I think I would have to remind her how lucky she is to have people around who care about her and willing to do things for her. Many do not have that. 

Honored Contributor
Posts: 10,371
Registered: ‎03-09-2010

Re: Dealing With A Control Freak.

I am POA and take care of my disabled younger sister. I also take care of my 90 yr old dad. I figure it's my calling at this time in my life.

 

My sister had a massive stroke at age 53. In many ways, she functions at her current age, 64, but in other ways she functions like a 9 year old, She has little to no self control, an "I want it now!" attitude, and lots of demands. She lives with my parents, now just Dad, and they never said no to her after the stroke. And I mean never. I was making myself sick trying to keep up. I finally stopped jumping every time she said jump. Life is a lot less stressful now that I started saying 'no' sometimes and set boundaries. Now she thinks I'm the control freak. 

 

 

 

Honored Contributor
Posts: 8,788
Registered: ‎06-10-2010

Re: Dealing With A Control Freak.

[ Edited ]

@AngelPuppy1 wrote:

Yes!  I try to keep my trap shut because it does no good to argue or point out what the person is doing.  You get no resolution and only upsets you.  I try to stay out of the way or be absent as much as possible.  

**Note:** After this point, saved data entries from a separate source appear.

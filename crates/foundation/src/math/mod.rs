pub mod geodesy;
pub mod mat;
pub mod polygon;
pub mod precision;
pub mod vec;

pub use geodesy::*;
pub use mat::*;
pub use polygon::*;
pub use precision::*;
pub use vec::*;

@AngelPuppy1   I think you are wise not to argue with a "control freak". Those two words can mean different things to different people.  If it is people they are trying to control that is probably the biggest sign of a true narcissist and, I agree with you, arguing with them only makes them worse. 

 

The only thing I disagree with is calling someone like that, wonderful.  While we can still love them and see some positives in their lives, controllers reap a lot of hurt and havoc on those who live with them, work with them, or just have to be around them for one reason or another.   Adding that much pain to others lives is not wonderful so I cannot see your sister as a wonderful person.  She is your sister and I understand that you love her but when you consider how much damage, hurt, and chaos she causes in the family, that, to me, is a very  troubled person. 

 

 So many of these  control freaks are blind to how much damage they inflict but, after all.....they are always "right" so why should they change?   From their point of view....everyone else needs to do the changing!.  Not only you, but anyone they come into contact with!  I have seen some of these people change but sadly, the majority do not.   Nobody.... but nobody..... has the right to  exert that kind of control over another person. I really feel sorry for her kids.